Dr. Girnigo retired to his study, feeling that if the Session had allowed him his own way, things would not have been as they were. He had a sermon to write. So he mended a quill pen, took out his sermon-paper (small quarto ruled in blue), and set to work to improve the occasion. He said to himself that since the parish had now a young and active minister, it was good for Gilbert Denholm to bear the yoke in his youth.
And, indeed, none was readier for the work than that same Gilbert. He was shaving when his landlady, the doctor's widow, cried in the information through the panels of his closed door.
"Thank God," murmured Gibby, "that I have none to mourn for me if I don't get through this!"
Then he thought of his father, but, as he well knew, that fine old Spartan was too staunch a fighter in the wars of grace to discourage his son from any duty, however dangerous. He thought next of – well, one or two girls he had known – and was glad now that it had gone no further.
He did not know yet what was involved in the outbreak or what might be demanded of him. Gilbert Denholm may have had few of the peculiar graces of spiritual religion, but he was a fine, manly, upstanding young fellow, and he resolved that he would do his duty as if he had been heading a rush of boarders or standing in the deadly imminent breach. More exactly, perhaps, he did not resolve at all. It never occurred to him that he could do anything else.

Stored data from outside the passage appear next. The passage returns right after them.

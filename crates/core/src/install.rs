//! Steam install discovery.
//!
//! Finds where an app is installed from:
//! - `steamapps/libraryfolders.vdf` under the Steam root (library folders)
//! - `steamapps/appmanifest_<appid>.acf` in each library (install dir)

use crate::error::{AssetscopeError, Result};
use crate::keyvalues::{self, Block, Value};
use std::collections::HashMap;
use std::path::{Path, PathBuf};
use std::sync::{Mutex, MutexGuard, OnceLock};
use tracing::{debug, info, warn};

pub const STEAM_ROOT_ENV: &str = "ASSETSCOPE_STEAM_ROOT";

/// Looks up the install directory of an app by id.
///
/// `Ok(None)` means the app is not installed; `Err` is reserved for
/// problems with the package manager metadata itself.
pub trait AppLocator {
    fn locate_app(&self, app_id: u32) -> Result<Option<PathBuf>>;
}

#[derive(Debug, Default, Clone, PartialEq, Eq)]
pub struct LocatorStats {
    /// Lookups that touched the library folders on disk
    pub disk_lookups: usize,
    /// Lookups answered from the per-app cache
    pub cache_hits: usize,
}

#[derive(Default)]
struct LocatorState {
    apps: HashMap<u32, Option<PathBuf>>,
    stats: LocatorStats,
}

/// Steam library reader with a per-app memo.
pub struct InstallLocator {
    steam_root: Option<PathBuf>,
    libraries: OnceLock<std::result::Result<Vec<PathBuf>, String>>,
    state: Mutex<LocatorState>,
}

impl InstallLocator {
    /// Uses `steam_root` when given, otherwise the platform default.
    pub fn new(steam_root: Option<PathBuf>) -> Self {
        Self {
            steam_root: steam_root.or_else(default_steam_root),
            libraries: OnceLock::new(),
            state: Mutex::new(LocatorState::default()),
        }
    }

    pub fn steam_root(&self) -> Option<&Path> {
        self.steam_root.as_deref()
    }

    pub fn index_path(&self) -> Option<PathBuf> {
        self.steam_root
            .as_ref()
            .map(|root| root.join("steamapps").join("libraryfolders.vdf"))
    }

    /// Library folders in index order. The index is read once per locator.
    pub fn list_library_folders(&self) -> Result<Vec<PathBuf>> {
        let index = self.index_path();
        let cached = self.libraries.get_or_init(|| match &index {
            Some(path) => read_library_index(path),
            None => Err("no Steam installation directory could be determined".to_string()),
        });

        cached.clone().map_err(|reason| AssetscopeError::LibraryIndex {
            path: index.unwrap_or_else(|| PathBuf::from("libraryfolders.vdf")),
            reason,
        })
    }

    pub fn stats(&self) -> LocatorStats {
        self.lock().stats.clone()
    }

    fn lock(&self) -> MutexGuard<'_, LocatorState> {
        self.state.lock().unwrap_or_else(|e| e.into_inner())
    }

    /// The first library holding a readable manifest for `app_id` decides
    /// the result.
    fn search_libraries(&self, libraries: &[PathBuf], app_id: u32) -> Option<PathBuf> {
        let file_name = format!("appmanifest_{app_id}.acf");
        for library in libraries {
            let steamapps = library.join("steamapps");
            let manifest = steamapps.join(&file_name);
            if !manifest.is_file() {
                continue;
            }

            let text = match std::fs::read_to_string(&manifest) {
                Ok(text) => text,
                Err(e) => {
                    warn!("Skipping unreadable {}: {}", manifest.display(), e);
                    continue;
                }
            };
            let kv = match keyvalues::parse(&text) {
                Ok(kv) => kv,
                Err(e) => {
                    warn!("Skipping malformed {}: {}", manifest.display(), e);
                    continue;
                }
            };

            return match kv.find_text("installdir") {
                Some(dir) => Some(steamapps.join("common").join(dir)),
                None => {
                    warn!("{} has no installdir entry", manifest.display());
                    None
                }
            };
        }
        None
    }
}

impl AppLocator for InstallLocator {
    fn locate_app(&self, app_id: u32) -> Result<Option<PathBuf>> {
        {
            let mut state = self.lock();
            if let Some(hit) = state.apps.get(&app_id).cloned() {
                state.stats.cache_hits += 1;
                return Ok(hit);
            }
        }

        let libraries = self.list_library_folders()?;
        let found = self.search_libraries(&libraries, app_id);
        match &found {
            Some(path) => info!("Found app {} at {}", app_id, path.display()),
            None => debug!("App {} is not installed in any library", app_id),
        }

        let mut state = self.lock();
        state.stats.disk_lookups += 1;
        state.apps.insert(app_id, found.clone());
        Ok(found)
    }
}

fn read_library_index(path: &Path) -> std::result::Result<Vec<PathBuf>, String> {
    let text = std::fs::read_to_string(path).map_err(|e| e.to_string())?;
    let kv = keyvalues::parse(&text).map_err(|e| e.to_string())?;
    let steam_root = path
        .parent()
        .and_then(Path::parent)
        .unwrap_or_else(|| Path::new("."));
    let folders = library_paths(&kv, steam_root);
    debug!(
        "Read {} library folders from {}",
        folders.len(),
        path.display()
    );
    Ok(folders)
}

/// Extracts library folders from a parsed index.
///
/// Current indices give each numbered folder a block with a `"path"` entry.
/// Older ones map numbers straight to folder paths and leave the Steam root
/// implicit.
fn library_paths(kv: &Block, steam_root: &Path) -> Vec<PathBuf> {
    let numbered: Vec<&Value> = kv
        .pairs()
        .iter()
        .filter_map(|top| top.value.as_block())
        .flat_map(|block| block.pairs())
        .filter(|pair| pair.key.parse::<u32>().is_ok())
        .map(|pair| &pair.value)
        .collect();

    let legacy: Vec<PathBuf> = numbered
        .iter()
        .filter_map(|value| value.as_text())
        .map(PathBuf::from)
        .collect();
    if !legacy.is_empty() {
        return std::iter::once(steam_root.to_path_buf())
            .chain(legacy)
            .collect();
    }

    numbered
        .iter()
        .filter_map(|value| value.as_block())
        .filter_map(|folder| folder.get_text("path"))
        .map(PathBuf::from)
        .collect()
}

/// Steam root from `ASSETSCOPE_STEAM_ROOT`, else the usual per-OS location.
pub fn default_steam_root() -> Option<PathBuf> {
    if let Some(root) = std::env::var_os(STEAM_ROOT_ENV) {
        return Some(PathBuf::from(root));
    }

    #[cfg(target_os = "windows")]
    {
        return Some(PathBuf::from(r"C:\Program Files (x86)\Steam"));
    }

    #[cfg(target_os = "macos")]
    {
        return dirs::home_dir().map(|h| h.join("Library/Application Support/Steam"));
    }

    #[cfg(not(any(target_os = "windows", target_os = "macos")))]
    {
        // Flatpak installs also create the ~/.steam symlink
        let home = dirs::home_dir()?;
        let symlinked = home.join(".steam/steam");
        if symlinked.exists() {
            return Some(symlinked);
        }
        Some(home.join(".local/share/Steam"))
    }
}

#[cfg(test)]
mod tests {
    use super::*;
    use std::fs;

    fn write_manifest(library: &Path, app_id: u32, body: &str) {
        let steamapps = library.join("steamapps");
        fs::create_dir_all(&steamapps).unwrap();
        fs::write(steamapps.join(format!("appmanifest_{app_id}.acf")), body).unwrap();
    }

    fn write_index(steam_root: &Path, libraries: &[&Path]) {
        let mut body = String::from("\"libraryfolders\"\n{\n");
        for (i, lib) in libraries.iter().enumerate() {
            let escaped = lib.display().to_string().replace('\\', "\\\\");
            body.push_str(&format!(
                "  \"{i}\"\n  {{\n    \"path\" \"{escaped}\"\n    \"apps\" {{ \"220\" \"1234\" }}\n  }}\n"
            ));
        }
        body.push_str("}\n");
        let steamapps = steam_root.join("steamapps");
        fs::create_dir_all(&steamapps).unwrap();
        fs::write(steamapps.join("libraryfolders.vdf"), body).unwrap();
    }

    #[test]
    fn test_list_library_folders_in_order() {
        let temp = tempfile::tempdir().unwrap();
        let root = temp.path().join("steam");
        let lib_a = temp.path().join("lib_a");
        let lib_b = temp.path().join("lib_b");
        write_index(&root, &[&lib_a, &lib_b]);

        let locator = InstallLocator::new(Some(root));
        assert_eq!(locator.list_library_folders().unwrap(), vec![lib_a, lib_b]);
    }

    #[test]
    fn test_missing_index_is_configuration_error() {
        let temp = tempfile::tempdir().unwrap();
        let locator = InstallLocator::new(Some(temp.path().to_path_buf()));

        let err = locator.list_library_folders().unwrap_err();
        assert!(err.is_configuration());
        assert!(matches!(err, AssetscopeError::LibraryIndex { .. }));
        // Still an error, not a panic, on repeated calls
        assert!(locator.list_library_folders().is_err());
    }

    #[test]
    fn test_legacy_index_includes_steam_root() {
        let kv = keyvalues::parse(
            r#""LibraryFolders" { "TimeNextStatsReport" "1" "ContentStatsID" "-1" "1" "/mnt/games" }"#,
        )
        .unwrap();
        let folders = library_paths(&kv, Path::new("/home/u/.steam/steam"));
        assert_eq!(
            folders,
            vec![
                PathBuf::from("/home/u/.steam/steam"),
                PathBuf::from("/mnt/games")
            ]
        );
    }

    #[test]
    fn test_index_without_libraries_is_empty() {
        let kv = keyvalues::parse(r#""libraryfolders" { "contentstatsid" "-1" }"#).unwrap();
        assert!(library_paths(&kv, Path::new("/home/u/.steam/steam")).is_empty());

        let kv = keyvalues::parse(r#""libraryfolders" { }"#).unwrap();
        assert!(library_paths(&kv, Path::new("/home/u/.steam/steam")).is_empty());
    }

    #[test]
    fn test_locate_app_in_second_library() {
        let temp = tempfile::tempdir().unwrap();
        let root = temp.path().join("steam");
        let lib_a = temp.path().join("lib_a");
        let lib_b = temp.path().join("lib_b");
        write_index(&root, &[&lib_a, &lib_b]);
        write_manifest(
            &lib_b,
            220,
            "\"AppState\" { \"appid\" \"220\" \"installdir\" \"Half-Life 2\" }",
        );

        let locator = InstallLocator::new(Some(root));
        let found = locator.locate_app(220).unwrap();
        assert_eq!(found, Some(lib_b.join("steamapps/common/Half-Life 2")));
    }

    #[test]
    fn test_locate_absent_app_is_not_found() {
        let temp = tempfile::tempdir().unwrap();
        let root = temp.path().join("steam");
        let lib = temp.path().join("lib");
        write_index(&root, &[&lib]);

        let locator = InstallLocator::new(Some(root));
        assert_eq!(locator.locate_app(440).unwrap(), None);
    }

    #[test]
    fn test_manifest_without_installdir_is_not_found() {
        let temp = tempfile::tempdir().unwrap();
        let root = temp.path().join("steam");
        let lib = temp.path().join("lib");
        write_index(&root, &[&lib]);
        write_manifest(&lib, 620, "\"AppState\" { \"appid\" \"620\" }");

        let locator = InstallLocator::new(Some(root));
        assert_eq!(locator.locate_app(620).unwrap(), None);
    }

    #[test]
    fn test_malformed_manifest_is_skipped() {
        let temp = tempfile::tempdir().unwrap();
        let root = temp.path().join("steam");
        let lib_a = temp.path().join("lib_a");
        let lib_b = temp.path().join("lib_b");
        write_index(&root, &[&lib_a, &lib_b]);
        write_manifest(&lib_a, 240, "\"AppState\" { \"installdir\" ");
        write_manifest(&lib_b, 240, "\"AppState\" { \"installdir\" \"cstrike\" }");

        let locator = InstallLocator::new(Some(root));
        assert_eq!(
            locator.locate_app(240).unwrap(),
            Some(lib_b.join("steamapps/common/cstrike"))
        );
    }

    #[test]
    fn test_locate_app_is_memoized() {
        let temp = tempfile::tempdir().unwrap();
        let root = temp.path().join("steam");
        let lib = temp.path().join("lib");
        write_index(&root, &[&lib]);
        write_manifest(&lib, 220, "\"AppState\" { \"installdir\" \"hl2\" }");

        let locator = InstallLocator::new(Some(root));
        let first = locator.locate_app(220).unwrap();
        let second = locator.locate_app(220).unwrap();
        locator.locate_app(999).unwrap();
        locator.locate_app(999).unwrap();

        assert_eq!(first, second);
        assert_eq!(
            locator.stats(),
            LocatorStats {
                disk_lookups: 2,
                cache_hits: 2
            }
        );
    }
}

As soon as he had snatched a hasty breakfast and thrown on his coat, he hurried up to the house of Dr. Durie. A plain blunt man was John Durie – slim, pale, with keen dark eyes, and a pointed black beard slightly touched with gray. The doctor was not at home. He had not been in all night and the maid did not know where he was to be found.
To the right-about went Gilbert, asking all and sundry as he went where and when they had seen the doctor. Thomas Kyle, with his back against the angle of the Railway Inn, averred that he had seen him "an 'oor syne gangin' gye fast into Betty McGrath's – but they say Betty is deid or this!" he added, somewhat irrelevantly. Chairles Simson, tilting his bonnet over his brows in order to scratch his head in a new and attractive spot, deponed that about ten minutes before he had noticed "the tails o' the doctor's coat gaun roond the Mill-lands' corner like stoor on a windy day."
Gibby tried Betty McGrath's first. Yes, Dr. Durie had ordered everybody out except the sick woman, who was tossing on her truckle bed, calling on the Virgin and all the saints in a shrill Galway dialect, and her daughter Bridget, a heavy-featured girl of twenty, who stood disconsolately looking out at the window as if hope had wholly forsaken her heart.